#### [Task description]
Start at the line below containing "fn print_report(pipeline: &Pipeline, format: ReportFormat)" and stop at the line containing "let conversion = conversion_pipeline()?;". Repeat every line of that stretch exactly, and nothing outside it.

#### [Task data]
********************
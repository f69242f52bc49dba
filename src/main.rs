//! Binario de demostración: construye dos pipelines pequeños, los ejecuta con
//! las opciones de la configuración y muestra el reporte del último run.

use std::thread;
use std::time::Duration;

use chrono::{Datelike, Utc};
use log::info;
use pipeflow::config::{ReportFormat, CONFIG};
use pipeflow::errors::AppError;
use pipeflow::last_run::{run_recorded, LastRun};
use pipeflow::report::{render_json, render_text};
use pipeflow_core::{bindings, make, path, Deferred, Inspect, Path, Pipeline, Step, StepError, StepFn, Value};
use serde_json::json;

/// Búsqueda opaca de una persona por id.
fn find_person(id: &Value) -> Result<Value, StepError> {
    match id.try_i64()? {
        1 => Ok(json!({"name": "Ada", "birth_year": 1815}).into()),
        2 => Ok(json!({"name": "Grace", "birth_year": 1906}).into()),
        other => Err(StepError::new(format!("person {other} not found")).with_data(json!({"id": other}))),
    }
}

fn age_pipeline() -> Result<Pipeline, AppError> {
    let person_schema = json!({"type": "object", "required": ["name", "birth_year"]});
    let load = Step::action("load-person", StepFn::unary(find_person), ["person_id"]).with_output("person")
                                                                                   .with_schema(person_schema);

    let years = StepFn::binary(|born, year| Ok(Value::from(year.try_i64()? - born.try_i64()?)));
    let age = Step::transformation("compute-age", years, [path!["person", "birth_year"], Path::from("current_year")])
        .with_output("age")
        .with_schema(json!("integer"));

    let sentence = StepFn::binary(|name, age| {
        Ok(Value::from(format!("{} would be {} years old", name.try_str()?, age.try_i64()?)))
    });
    let greet = Step::transformation("greet", sentence, [path!["person", "name"], Path::from("age")])
        .with_output("greeting");

    Ok(make(bindings! { "current_year" => i64::from(Utc::now().year()) }, vec![load, age, greet])?)
}

fn lookup_rate(currency: &str) -> Result<Value, StepError> {
    thread::sleep(Duration::from_millis(50));
    match currency {
        "EUR" => Ok(Value::from(0.92)),
        "GBP" => Ok(Value::from(0.79)),
        other => Err(StepError::new(format!("no rate for {other}"))),
    }
}

/// Conversión de moneda con una cotización que llega de forma diferida.
fn conversion_pipeline() -> Result<Pipeline, AppError> {
    let fetch = StepFn::unary(|currency| {
        let currency = currency.try_str()?.to_string();
        Ok(Value::from(Deferred::spawn(move || lookup_rate(&currency))))
    });
    let quote = Step::action("fetch-rate", fetch, ["currency"]).with_output("rate");

    let multiply = StepFn::binary(|amount, rate| Ok(Value::from(amount.try_f64()? * rate.try_f64()?)));
    let convert = Step::transformation("convert", multiply, ["amount", "rate"]).with_output("converted")
                                                                            .with_schema(json!("number"));

    Ok(make(bindings! { "currency" => "EUR" }, vec![quote, convert])?)
}

fn print_report(pipeline: &Pipeline, format: ReportFormat) -> Result<(), AppError> {
    match format {
        ReportFormat::Text => print!("{}", render_text(pipeline)),
        ReportFormat::Json => println!("{}", serde_json::to_string_pretty(&render_json(pipeline))?),
    }
    Ok(())
}

fn main() -> Result<(), AppError> {
    env_logger::Builder::from_env(env_logger::Env::default().default_filter_or(CONFIG.log_level.as_str())).init();

    let options = CONFIG.run_options();
    let last = LastRun::new();
    info!("configuración: async args={}, precedence={}, report={}",
          CONFIG.allow_async_args,
          CONFIG.precedence,
          CONFIG.report_format);

    let ages = age_pipeline()?;
    for id in [1, 3] {
        let done = run_recorded(&last, &ages, bindings! { "person_id" => id }, &options)?;
        print_report(&done, CONFIG.report_format)?;
    }

    // La conversión necesita esperar la cotización.
    let conversion = conversion_pipeline()?;
    let done = run_recorded(&last,
                            &conversion,
                            bindings! { "amount" => 120.0 },
                            &options.clone().with_async_args(true))?;
    print_report(&done, CONFIG.report_format)?;

    if let Some(previous) = last.take() {
        info!("último run: {} ({})", previous.status(), previous.trace_fingerprint());
    }
    Ok(())
}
********************
#### [Output of the task]
fn print_report(pipeline: &Pipeline, format: ReportFormat) -> Result<(), AppError> {
    match format {
        ReportFormat::Text => print!("{}", render_text(pipeline)),
        ReportFormat::Json => println!("{}", serde_json::to_string_pretty(&render_json(pipeline))?),
    }
    Ok(())
}

fn main() -> Result<(), AppError> {
    env_logger::Builder::from_env(env_logger::Env::default().default_filter_or(CONFIG.log_level.as_str())).init();

    let options = CONFIG.run_options();
    let last = LastRun::new();
    info!("configuración: async args={}, precedence={}, report={}",
          CONFIG.allow_async_args,
          CONFIG.precedence,
          CONFIG.report_format);

    let ages = age_pipeline()?;
    for id in [1, 3] {
        let done = run_recorded(&last, &ages, bindings! { "person_id" => id }, &options)?;
        print_report(&done, CONFIG.report_format)?;
    }

    // La conversión necesita esperar la cotización.
    let conversion = conversion_pipeline()?;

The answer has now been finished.